Political scientist and professor (1928–2017)

Samuel DuBois Cook (November 21, 1928 – May 29, 2017) was a political scientist, professor, author, administrator, human rights activist, and civil servant. He is best known for being the first African-American faculty member at Duke University, in 1966, as well as for serving as president of Dillard University from 1975 to 1997. In addition, Cook was appointed to the National Council on the Humanities by President Jimmy Carter and to the United States Holocaust Memorial Council by President Bill Clinton. Cook also served as the first black president of the Southern Political Science Association.

== Education ==
Cook attended Morehouse College, where he received an A.B. degree. While at Morehouse, he was the founder and student body president of the campuses chapter of the National Association for the Advancement of Colored People (NAACP). He was a member of the Omega Psi Phi fraternity. He also received a M.A. in 1950 and Ph.D. in 1953 from Ohio State University. Cook was a member of the Phi Beta Kappa honor society. He has honorary degrees from Morehouse College, Ohio State University, Dillard University, Illinois College, Duke University, the University of New Orleans and Chicago Theological Seminar.

== Career ==
Cook was a Korean War veteran and an ordained deacon. He began teaching at Southern University and Atlanta University. At Atlanta University, Cook held a chair position in the Political Science Department. Utilizing this position, he participated in the Civil Rights Movement by moderating meetings between activists and students. In 1966, Cook became the first Black professor to hold a regular faculty position at a white southern university when he accepted a position at Duke University. Cook spent 22 years as president of Dillard University in New Orleans, beginning in 1975. While serving as president of Dillard, Cook founded the Center for Black-Jewish Relations.

In 1997, the Samuel DuBois Cook Society was founded in his honor at Duke University.
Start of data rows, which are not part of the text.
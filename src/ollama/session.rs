//! Tool-bound model session over Ollama's OpenAI-compatible endpoint.

use async_openai::config::OpenAIConfig;
use async_openai::types::{
    ChatCompletionRequestUserMessageArgs, ChatCompletionTool, CreateChatCompletionRequestArgs,
};
use async_openai::Client;
use color_eyre::Result;
use tokio::runtime::Runtime;
use tracing::{debug, info, instrument};

use crate::blocking::outside_runtime;
use crate::config::AssistantConfig;
use crate::ollama::{StructuredResponse, ToolCallRequest};
use crate::tools::ToolSchema;

/// The first model turn: classify the prompt and maybe request a tool.
///
/// `Ok(None)` means the backend answered with nothing usable at all.
pub trait ToolCallingModel: Send + Sync {
    fn invoke(&self, prompt: &str) -> Result<Option<StructuredResponse>>;
}

pub struct OllamaModelSession {
    client: Client<OpenAIConfig>,
    model: String,
    max_tokens: u32,
    tools: Vec<ChatCompletionTool>,
}

impl OllamaModelSession {
    /// Bind `schema` to `config.model`. The model name cannot change afterwards.
    pub fn new(config: &AssistantConfig, schema: &ToolSchema) -> Self {
        // Ollama ignores the key but the OpenAI client insists on one.
        let openai_config = OpenAIConfig::new()
            .with_api_base(config.openai_api_base())
            .with_api_key("ollama");
        Self {
            client: Client::with_config(openai_config),
            model: config.model.clone(),
            max_tokens: config.max_tokens,
            tools: schema.as_chat_tools(),
        }
    }

    pub fn model(&self) -> &str {
        &self.model
    }

    #[instrument(name = "session_invoke", skip(self, prompt), fields(model = %self.model, prompt_len = prompt.len()))]
    async fn invoke_async(&self, prompt: &str) -> Result<Option<StructuredResponse>> {
        let user = ChatCompletionRequestUserMessageArgs::default()
            .content(prompt)
            .build()?;

        let req = if self.tools.is_empty() {
            CreateChatCompletionRequestArgs::default()
                .model(&self.model)
                .messages([user.into()])
                .max_completion_tokens(self.max_tokens)
                .build()?
        } else {
            CreateChatCompletionRequestArgs::default()
                .model(&self.model)
                .messages([user.into()])
                .tools(self.tools.clone())
                .max_completion_tokens(self.max_tokens)
                .build()?
        };

        info!(target: "ollama", "session_request: model={}, tools={}", self.model, self.tools.len());
        let resp = self.client.chat().create(req).await?;
        debug!(target: "ollama", "session_response_choices: {}", resp.choices.len());

        let Some(choice) = resp.choices.into_iter().next() else {
            return Ok(None);
        };

        let calls: Vec<ToolCallRequest> = choice
            .message
            .tool_calls
            .unwrap_or_default()
            .iter()
            .map(|c| ToolCallRequest::from_wire(&c.function.name, &c.function.arguments))
            .collect();

        Ok(Some(StructuredResponse::from_parts(choice.message.content, calls)))
    }
}

impl ToolCallingModel for OllamaModelSession {
    /// Blocking wrapper: builds a runtime for the call, like the other `_blocking` helpers.
    /// Inside an existing runtime the call runs on a helper thread instead of panicking.
    fn invoke(&self, prompt: &str) -> Result<Option<StructuredResponse>> {
        outside_runtime(|| {
            let rt = Runtime::new()?;
            rt.block_on(self.invoke_async(prompt))
        })
    }
}
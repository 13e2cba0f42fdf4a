//! Assistant configuration and defaults.
//!
//! Values come from `AssistantConfig::default()` and can be overridden by
//! environment variables (a `.env` file is honoured through `dotenvy`).

use std::path::PathBuf;
use std::str::FromStr;
use std::time::Duration;

use tracing::warn;

/// Default Ollama host (native API root, no `/v1` suffix).
pub const DEFAULT_OLLAMA_HOST: &str = "http://localhost:11434";

/// Default BrasilAPI-compatible holiday endpoint root.
pub const DEFAULT_HOLIDAY_API_URL: &str = "https://brasilapi.com.br";

/// Assistant configuration
#[derive(Debug, Clone, PartialEq)]
pub struct AssistantConfig {
    /// Model name served by Ollama, fixed for the lifetime of a session
    pub model: String,
    /// Ollama host URL
    pub ollama_host: String,
    /// Completion token cap for the tool-bound turn
    pub max_tokens: u32,
    /// Location of the `{"tools": [...]}` schema file
    pub tools_path: PathBuf,
    /// `true` selects the remote holiday service, `false` the local SQLite dataset
    pub use_online_sources: bool,
    /// SQLite file backing the local holiday dataset
    pub holidays_db_path: PathBuf,
    /// Root URL of the remote holiday service
    pub holiday_api_url: String,
    /// HTTP timeout applied to the blocking clients
    pub request_timeout: Duration,
}

impl Default for AssistantConfig {
    fn default() -> Self {
        Self {
            model: "llama3.1".to_string(),
            ollama_host: DEFAULT_OLLAMA_HOST.to_string(),
            // NOTE: Keep in sync with tests/config_tests.rs.
            max_tokens: 1024,
            tools_path: PathBuf::from("assets/tools.json"),
            use_online_sources: false,
            holidays_db_path: PathBuf::from("holidays.sqlite"),
            holiday_api_url: DEFAULT_HOLIDAY_API_URL.to_string(),
            request_timeout: Duration::from_secs(120),
        }
    }
}

impl AssistantConfig {
    /// Create a config with default values
    pub fn new() -> Self {
        Self::default()
    }

    /// Defaults overridden by the process environment.
    pub fn from_env() -> Self {
        Self::from_lookup(|key| std::env::var(key).ok())
    }

    /// Defaults overridden by an arbitrary key lookup. `from_env` delegates here;
    /// tests pass a closure over a map instead of mutating the process env.
    pub fn from_lookup<F>(lookup: F) -> Self
    where
        F: Fn(&str) -> Option<String>,
    {
        let mut cfg = Self::default();
        let get = |key: &str| lookup(key).map(|v| v.trim().to_string()).filter(|v| !v.is_empty());

        if let Some(v) = get("ASSISTANT_MODEL") {
            cfg.model = v;
        }
        if let Some(v) = get("OLLAMA_HOST") {
            cfg.ollama_host = v.trim_end_matches('/').to_string();
        }
        if let Some(v) = get("ASSISTANT_MAX_TOKENS") {
            cfg.max_tokens = parse_or("ASSISTANT_MAX_TOKENS", &v, cfg.max_tokens);
        }
        if let Some(v) = get("ASSISTANT_TOOLS_PATH") {
            cfg.tools_path = PathBuf::from(v);
        }
        if let Some(v) = get("ASSISTANT_USE_ONLINE_SOURCES") {
            cfg.use_online_sources = parse_flag(&v).unwrap_or_else(|| {
                warn!(target: "config", key = "ASSISTANT_USE_ONLINE_SOURCES", value = %v, "invalid flag, keeping default");
                cfg.use_online_sources
            });
        }
        if let Some(v) = get("ASSISTANT_HOLIDAYS_DB") {
            cfg.holidays_db_path = PathBuf::from(v);
        }
        if let Some(v) = get("HOLIDAY_API_URL") {
            cfg.holiday_api_url = v.trim_end_matches('/').to_string();
        }
        if let Some(v) = get("ASSISTANT_REQUEST_TIMEOUT_SECS") {
            let secs = parse_or("ASSISTANT_REQUEST_TIMEOUT_SECS", &v, cfg.request_timeout.as_secs());
            cfg.request_timeout = Duration::from_secs(secs);
        }
        cfg
    }

    /// OpenAI-compatible API root exposed by Ollama.
    pub fn openai_api_base(&self) -> String {
        format!("{}/v1", self.ollama_host.trim_end_matches('/'))
    }
}

fn parse_or<T: FromStr + Copy>(key: &str, raw: &str, fallback: T) -> T {
    raw.parse().unwrap_or_else(|_| {
        warn!(target: "config", key, value = raw, "invalid number, keeping default");
        fallback
    })
}

fn parse_flag(raw: &str) -> Option<bool> {
    match raw.to_ascii_lowercase().as_str() {
        "1" | "true" | "yes" | "on" => Some(true),
        "0" | "false" | "no" | "off" => Some(false),
        _ => None,
    }
}

#[cfg(test)]
mod tests {
    use super::*;

    #[test]
    fn flag_parsing_accepts_common_spellings() {
        assert_eq!(parse_flag("TRUE"), Some(true));
        assert_eq!(parse_flag("off"), Some(false));
        assert_eq!(parse_flag("maybe"), None);
    }

    #[test]
    fn api_base_has_single_slash() {
        let mut cfg = AssistantConfig::new();
        cfg.ollama_host = "http://gpu-box:11434/".into();
        assert_eq!(cfg.openai_api_base(), "http://gpu-box:11434/v1");
    }
}
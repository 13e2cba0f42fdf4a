//! Error taxonomy for assistant construction and for a single answer turn.

use std::path::PathBuf;

use thiserror::Error;

/// Startup failures. These are fatal: no assistant exists without a valid schema.
#[derive(Debug, Error)]
pub enum ConfigurationError {
    #[error("cannot read tool schema {path:?}: {source}")]
    SchemaIo {
        path: PathBuf,
        #[source]
        source: std::io::Error,
    },
    #[error("tool schema is not valid JSON or lacks a `tools` array: {0}")]
    SchemaParse(#[from] serde_json::Error),
    #[error("tool schema declares `{0}` more than once")]
    DuplicateTool(String),
    #[error("cannot open holiday source: {0}")]
    HolidaySource(String),
    #[error("cannot build model client: {0}")]
    ModelClient(String),
}

/// Per-turn failures. The orchestrator logs these and answers with a fixed apology.
#[derive(Debug, Error)]
pub enum TurnError {
    #[error("model returned no result")]
    ModelUnavailable,
    #[error("tool call #{index} lacks a function name or arguments")]
    MalformedToolCall { index: usize },
    #[error("argument `{argument}` is not an integer: {value:?}")]
    ArgumentCoercion { argument: &'static str, value: String },
    #[error("backend failure: {0:#}")]
    Backend(color_eyre::Report),
}

impl TurnError {
    /// Short label used as a structured log field.
    pub fn kind(&self) -> &'static str {
        match self {
            TurnError::ModelUnavailable => "model_unavailable",
            TurnError::MalformedToolCall { .. } => "malformed_tool_call",
            TurnError::ArgumentCoercion { .. } => "argument_coercion",
            TurnError::Backend(_) => "backend",
        }
    }
}

// `eyre::Report` is not `std::error::Error`, so `#[from]` is not available.
impl From<color_eyre::Report> for TurnError {
    fn from(value: color_eyre::Report) -> Self {
        TurnError::Backend(value)
    }
}
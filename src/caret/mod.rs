//! Caret preservation across splits, merges and focus changes

use serde::{Deserialize, Serialize};

use crate::pages::{PageId, PageSequence};

/// Where the caret should land inside a page
#[derive(Debug, Clone, Copy, PartialEq, Eq, Serialize, Deserialize)]
#[serde(rename_all = "camelCase")]
pub enum CaretPosition {
    Start,
    End,
    /// Character offset into the page's rendered text
    Offset(usize),
}

/// A caret location resolved against the current page sequence
#[derive(Debug, Clone, Copy, PartialEq, Eq, Serialize)]
#[serde(rename_all = "camelCase")]
pub struct CaretPlacement {
    pub page_id: PageId,
    pub offset: usize,
}

/// The per-page editing surface owned by the host
pub trait EditingSurface {
    /// Replace the content rendered for a page (creating it if new)
    fn set_content(&mut self, page_id: PageId, content: &str);

    /// Move focus and the selection caret into a page
    fn set_focus(&mut self, page_id: PageId, position: CaretPosition);

    /// A page left the sequence
    fn page_removed(&mut self, _page_id: PageId) {}
}

/// Surface for headless use: every request is dropped
#[derive(Debug, Clone, Copy, Default)]
pub struct NullSurface;

impl EditingSurface for NullSurface {
    fn set_content(&mut self, _page_id: PageId, _content: &str) {}

    fn set_focus(&mut self, _page_id: PageId, _position: CaretPosition) {}
}

/// Tracks the logical caret and translates it across structural changes
#[derive(Debug, Clone, Default)]
pub struct CaretAnchor {
    placement: Option<CaretPlacement>,
}

impl CaretAnchor {
    pub fn new() -> Self {
        Self::default()
    }

    /// Last placement, if the caret has been placed
    pub fn placement(&self) -> Option<CaretPlacement> {
        self.placement
    }

    /// Place the caret in `target`.
    ///
    /// If `target` has already left the sequence the caret falls back to
    /// the active page, at the same requested position.
    pub fn relocate(
        &mut self,
        pages: &PageSequence,
        target: PageId,
        position: CaretPosition,
    ) -> CaretPlacement {
        let page = match pages.get(target) {
            Some(page) => page,
            None => {
                log::debug!("caret target {} is gone, using active page", target);
                pages.active_page()
            }
        };

        let len = page.content().char_len();
        let offset = match position {
            CaretPosition::Start => 0,
            CaretPosition::End => len,
            CaretPosition::Offset(offset) => offset.min(len),
        };

        let placement = CaretPlacement {
            page_id: page.id(),
            offset,
        };
        self.placement = Some(placement);
        placement
    }

    /// The host focused a page; the exact offset is owned by the surface
    pub fn focus_acquired(&mut self, page_id: PageId) {
        let offset = match self.placement {
            Some(placement) if placement.page_id == page_id => placement.offset,
            _ => 0,
        };
        self.placement = Some(CaretPlacement { page_id, offset });
    }

    /// Issue the focus change for the current placement
    pub fn apply<S: EditingSurface + ?Sized>(&self, surface: &mut S) {
        if let Some(placement) = self.placement {
            surface.set_focus(placement.page_id, CaretPosition::Offset(placement.offset));
        }
    }
}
Cook was a trustee of The King Center in Atlanta, Georgia, from when it was established until his death in 2017.

== Legacy ==
Samuel DuBois Cook is remembered for promoting positive societal change through his analysis of the impact of race in post-World War II southern politics and advancing equality for all American citizens during his time as a scholar and activist. Cook also played a prominent role in promoting a shift in relations between African Americans and Jewish Americans with his establishment of the Center for Black-Jewish Relations while serving as president of Dillard University. He was a friend and classmate of fellow civil rights activist Martin Luther King Jr. Cook was president of the Association for the Study of African American Life and History. He held a chair position of the Presidents of the United Negro College Fund.